Figure 4.

Phenotypes of mal3Δ moe1Δ cells. (A) Serial dilutions of cells (1:5) were spotted on YEAU plates. These plates were incubated at either 30°C for 3 d or at 20°C for 6 d before being photographed. (B) Cells (relevant genotypes are shown in the inset) were spread on plates (YEAU) and preincubated at 20°C for the indicated times and then transferred to 30°C. The colonies that emerged were counted. (C) moe1Δ mal3Δ cells pregrown at 30°C to log phase were shifted to 20°C for the indicated times, and the presence of missegregated chromosomes (groups I–IV) was revealed by 4′,6-diamidino-2-phenylindole (DAPI) staining. The percentages of these aberrant cells are indicated at the bottom of each panel. A wild-type cell that just completed separation (left) and one that was in interphase (right) are shown as controls.
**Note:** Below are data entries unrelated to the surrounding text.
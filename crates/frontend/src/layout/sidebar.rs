use leptos::prelude::*;

use super::Page;
use crate::system::auth::context::{do_logout, is_admin, use_auth};

const MEMBER_PAGES: &[Page] = &[
    Page::SupportProjects,
    Page::Applications,
    Page::Reports,
    Page::Tickets,
    Page::Faq,
];

const ADMIN_PAGES: &[Page] = &[Page::MemberCompanies, Page::Stats, Page::Users];

const LOG_PAGES: &[Page] = &[
    Page::LogsGeneral,
    Page::LogsException,
    Page::LogsPerformance,
    Page::LogsAudit,
];

#[component]
fn NavSection(
    label: &'static str,
    pages: &'static [Page],
    current: ReadSignal<Page>,
    set_current: WriteSignal<Page>,
) -> impl IntoView {
    view! {
        <div class="nav-section">
            <div class="nav-section-label">{label}</div>
            {pages.iter().map(|&page| {
                view! {
                    <button
                        class="nav-item"
                        class:active=move || current.get() == page
                        on:click=move |_| set_current.set(page)
                    >
                        {page.title()}
                    </button>
                }
            }).collect_view()}
        </div>
    }
}

#[component]
pub fn Sidebar(current: ReadSignal<Page>, set_current: WriteSignal<Page>) -> impl IntoView {
    let (auth_state, set_auth_state) = use_auth();
    let admin = move || is_admin(&auth_state.get());

    view! {
        <nav class="sidebar">
            <div class="sidebar-title">"창업지원 포털"</div>
            <div class="sidebar-user">
                {move || {
                    auth_state.get().user_info
                        .map(|u| u.full_name.unwrap_or(u.username))
                        .unwrap_or_default()
                }}
            </div>

            <NavSection label="포털" pages=MEMBER_PAGES current=current set_current=set_current />

            <Show when=admin>
                <NavSection label="관리" pages=ADMIN_PAGES current=current set_current=set_current />
                <NavSection label="시스템 로그" pages=LOG_PAGES current=current set_current=set_current />
            </Show>

            <button class="btn-logout" on:click=move |_| do_logout(set_auth_state)>
                "로그아웃"
            </button>
        </nav>
    }
}
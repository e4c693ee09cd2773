use anyhow::Result;
use contracts::projections::p900_member_stats::{StatsFilter, StatsRow};
use sea_orm::{ConnectionTrait, DatabaseBackend, Statement, Value};

use crate::shared::data::db::get_connection;

/// Aggregates quarterly reports per company. Figures are summed over the
/// filtered quarters; employee count is the latest reported value.
pub async fn query(filter: &StatsFilter) -> Result<Vec<StatsRow>> {
    let mut sql = String::from(
        "SELECT c.id AS company_id,
                c.description AS company_name,
                c.industry AS industry,
                c.stage AS stage,
                COALESCE(SUM(r.revenue), 0) AS revenue,
                COALESCE(MAX(r.employee_count), 0) AS employee_count,
                COALESCE(SUM(r.investment), 0) AS investment,
                COALESCE(SUM(r.exports), 0) AS exports,
                COUNT(r.id) AS report_count
         FROM a001_member_company c
         JOIN a004_performance_report r
           ON r.company_ref = c.id AND r.is_deleted = 0
         WHERE c.is_deleted = 0",
    );
    let mut values: Vec<Value> = Vec::new();

    if let Some(year) = filter.year {
        sql.push_str(" AND r.year = ?");
        values.push(year.into());
    }
    if let Some(quarter) = filter.quarter {
        sql.push_str(" AND r.quarter = ?");
        values.push(quarter.into());
    }
    if let Some(ref industry) = filter.industry {
        if !industry.trim().is_empty() {
            sql.push_str(" AND c.industry = ?");
            values.push(industry.clone().into());
        }
    }
    if let Some(ref stage) = filter.stage {
        if !stage.trim().is_empty() {
            sql.push_str(" AND c.stage = ?");
            values.push(stage.clone().into());
        }
    }
    if let Some(ref project) = filter.project {
        if !project.trim().is_empty() {
            sql.push_str(
                " AND c.id IN (SELECT a.company_ref FROM a003_project_application a
                               WHERE a.project_ref = ? AND a.status = 'accepted'
                                 AND a.is_deleted = 0)",
            );
            values.push(project.clone().into());
        }
    }

    sql.push_str(" GROUP BY c.id, c.description, c.industry, c.stage ORDER BY c.description");

    let conn = get_connection();
    let rows = conn
        .query_all(Statement::from_sql_and_values(
            DatabaseBackend::Sqlite,
            sql,
            values,
        ))
        .await?;

    let mut result = Vec::with_capacity(rows.len());
    for row in rows {
        result.push(StatsRow {
            company_id: row.try_get("", "company_id")?,
            company_name: row.try_get("", "company_name")?,
            industry: row.try_get("", "industry")?,
            stage: row.try_get("", "stage")?,
            revenue: row.try_get("", "revenue")?,
            employee_count: row.try_get("", "employee_count")?,
            investment: row.try_get("", "investment")?,
            exports: row.try_get("", "exports")?,
            report_count: row.try_get("", "report_count")?,
        });
    }

    Ok(result)
}
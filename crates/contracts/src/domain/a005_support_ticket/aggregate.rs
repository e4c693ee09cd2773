use crate::domain::common::{AggregateId, AggregateRoot, BaseAggregate, EntityMetadata};
use serde::{Deserialize, Serialize};
use uuid::Uuid;

#[derive(Debug, Clone, Copy, PartialEq, Eq, Hash, Serialize, Deserialize)]
pub struct SupportTicketId(pub Uuid);

impl SupportTicketId {
    pub fn new(value: Uuid) -> Self {
        Self(value)
    }

    pub fn new_v4() -> Self {
        Self(Uuid::new_v4())
    }

    pub fn value(&self) -> Uuid {
        self.0
    }
}

impl AggregateId for SupportTicketId {
    fn as_string(&self) -> String {
        self.0.to_string()
    }

    fn from_string(s: &str) -> Result<Self, String> {
        Uuid::parse_str(s)
            .map(SupportTicketId::new)
            .map_err(|e| format!("Invalid UUID: {}", e))
    }
}

#[derive(Debug, Clone, Copy, PartialEq, Eq, Serialize, Deserialize, Default)]
pub enum TicketStatus {
    #[default]
    Open,
    Answered,
    Closed,
}

impl TicketStatus {
    pub fn as_str(&self) -> &'static str {
        match self {
            TicketStatus::Open => "open",
            TicketStatus::Answered => "answered",
            TicketStatus::Closed => "closed",
        }
    }

    pub fn parse(s: &str) -> Option<Self> {
        match s {
            "open" => Some(TicketStatus::Open),
            "answered" => Some(TicketStatus::Answered),
            "closed" => Some(TicketStatus::Closed),
            _ => None,
        }
    }
}

/// Member support ticket (1:1 문의)
#[derive(Debug, Clone, Serialize, Deserialize)]
pub struct SupportTicket {
    #[serde(flatten)]
    pub base: BaseAggregate<SupportTicketId>,

    #[serde(rename = "companyRef")]
    pub company_ref: Option<Uuid>,

    /// Question body; `base.description` is the title
    pub body: String,

    pub status: TicketStatus,

    pub answer: Option<String>,

    #[serde(rename = "answeredAt")]
    pub answered_at: Option<chrono::DateTime<chrono::Utc>>,
}

impl SupportTicket {
    pub fn new_for_insert(title: String, body: String, company_ref: Option<Uuid>) -> Self {
        let code = format!("TKT-{}", &Uuid::new_v4().to_string()[..8]);
        Self {
            base: BaseAggregate::new(SupportTicketId::new_v4(), code, title),
            company_ref,
            body,
            status: TicketStatus::Open,
            answer: None,
            answered_at: None,
        }
    }

    pub fn to_string_id(&self) -> String {
        self.base.id.as_string()
    }

    /// Admin answer; a closed ticket cannot be answered
    pub fn apply_answer(&mut self, text: String) -> Result<(), String> {
        if self.status == TicketStatus::Closed {
            return Err("종료된 문의에는 답변할 수 없습니다".into());
        }
        if text.trim().is_empty() {
            return Err("답변 내용을 입력해야 합니다".into());
        }
        self.answer = Some(text);
        self.status = TicketStatus::Answered;
        self.answered_at = Some(chrono::Utc::now());
        Ok(())
    }

    pub fn close(&mut self) {
        self.status = TicketStatus::Closed;
    }

    pub fn validate(&self) -> Result<(), String> {
        if self.base.description.trim().is_empty() {
            return Err("제목을 입력해야 합니다".into());
        }
        if self.body.trim().is_empty() {
            return Err("내용을 입력해야 합니다".into());
        }
        Ok(())
    }

    pub fn before_write(&mut self) {
        self.base.touch();
    }
}

impl AggregateRoot for SupportTicket {
    type Id = SupportTicketId;

    fn id(&self) -> Self::Id {
        self.base.id
    }

    fn code(&self) -> &str {
        &self.base.code
    }

    fn description(&self) -> &str {
        &self.base.description
    }

    fn metadata(&self) -> &EntityMetadata {
        &self.base.metadata
    }

    fn metadata_mut(&mut self) -> &mut EntityMetadata {
        &mut self.base.metadata
    }

    fn aggregate_index() -> &'static str {
        "a005"
    }

    fn collection_name() -> &'static str {
        "support_ticket"
    }

    fn element_name() -> &'static str {
        "문의"
    }

    fn list_name() -> &'static str {
        "문의 목록"
    }
}

#[derive(Debug, Clone, Serialize, Deserialize, Default)]
pub struct CreateTicketDto {
    pub title: String,
    pub body: String,

    #[serde(rename = "companyRef")]
    pub company_ref: Option<String>,
}

#[derive(Debug, Clone, Serialize, Deserialize)]
pub struct AnswerTicketDto {
    pub id: String,
    pub answer: String,
}

#[cfg(test)]
mod tests {
    use super::*;

    #[test]
    fn test_answer_sets_status_and_timestamp() {
        let mut t = SupportTicket::new_for_insert("입주 문의".into(), "질문입니다".into(), None);
        assert!(t.apply_answer("답변입니다".into()).is_ok());
        assert_eq!(t.status, TicketStatus::Answered);
        assert!(t.answered_at.is_some());
    }

    #[test]
    fn test_closed_ticket_rejects_answer() {
        let mut t = SupportTicket::new_for_insert("문의".into(), "내용".into(), None);
        t.close();
        assert!(t.apply_answer("늦은 답변".into()).is_err());
    }
}
//! Root shell: auth gate plus the main layout (sidebar + current page).

use leptos::prelude::*;

use crate::domain::a001_member_company::ui::MemberCompanyList;
use crate::domain::a002_support_project::ui::SupportProjectList;
use crate::domain::a003_project_application::ui::ProjectApplicationList;
use crate::domain::a004_performance_report::ui::PerformanceReportList;
use crate::domain::a005_support_ticket::ui::SupportTicketList;
use crate::domain::a006_faq::ui::FaqPage;
use crate::layout::sidebar::Sidebar;
use crate::layout::Page;
use crate::projections::p900_member_stats::ui::MemberStatsPage;
use crate::system::auth::context::{company_ref, is_admin, use_auth};
use crate::system::logs::pages::{
    AuditLogsPage, ExceptionLogsPage, GeneralLogsPage, PerformanceLogsPage,
};
use crate::system::pages::login::LoginPage;
use crate::system::users::ui::UsersPage;

#[component]
fn MainLayout() -> impl IntoView {
    let (auth_state, _) = use_auth();
    let (current, set_current) = signal(Page::SupportProjects);

    let admin = Signal::derive(move || is_admin(&auth_state.get()));
    let company = Signal::derive(move || company_ref(&auth_state.get()));

    view! {
        <div class="app-layout">
            <Sidebar current=current set_current=set_current />
            <main class="main-content">
                {move || {
                    let page = current.get();
                    // non-admin accounts never reach admin pages via the
                    // sidebar; this is a second guard for direct state
                    if page.admin_only() && !admin.get() {
                        return view! { <SupportProjectList is_admin=admin /> }.into_any();
                    }
                    match page {
                        Page::MemberCompanies => view! { <MemberCompanyList /> }.into_any(),
                        Page::SupportProjects => {
                            view! { <SupportProjectList is_admin=admin /> }.into_any()
                        }
                        Page::Applications => {
                            view! { <ProjectApplicationList is_admin=admin company_ref=company /> }
                                .into_any()
                        }
                        Page::Reports => {
                            view! { <PerformanceReportList is_admin=admin company_ref=company /> }
                                .into_any()
                        }
                        Page::Tickets => {
                            view! { <SupportTicketList is_admin=admin company_ref=company /> }
                                .into_any()
                        }
                        Page::Faq => view! { <FaqPage is_admin=admin /> }.into_any(),
                        Page::Stats => view! { <MemberStatsPage /> }.into_any(),
                        Page::Users => view! { <UsersPage /> }.into_any(),
                        Page::LogsGeneral => view! { <GeneralLogsPage /> }.into_any(),
                        Page::LogsException => view! { <ExceptionLogsPage /> }.into_any(),
                        Page::LogsPerformance => view! { <PerformanceLogsPage /> }.into_any(),
                        Page::LogsAudit => view! { <AuditLogsPage /> }.into_any(),
                    }
                }}
            </main>
        </div>
    }
}

/// Auth gate: LoginPage until a session exists, MainLayout afterwards.
#[component]
pub fn AppShell() -> impl IntoView {
    let (auth_state, _) = use_auth();

    view! {
        <Show
            when=move || auth_state.get().access_token.is_some()
            fallback=|| view! { <LoginPage /> }
        >
            <MainLayout />
        </Show>
    }
}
Arrowheads, positions of septa. (D) The percentages of three groups of cells with missegregated chromosomes, as shown in C (groups I–IV), are combined and plotted against time after being shifted to 20°C. (E) F-actin was revealed by rhodamine-conjugated phalloidin. *, moe1Δ mal3Δ cells that grew monopolarly with F-actin detected at only one end of the cell. Strains used were SP870 (WT, wild-type) and ME1UML3A (moe1Δ mal3Δ). In C and D more than 400 cells were examined at each time point.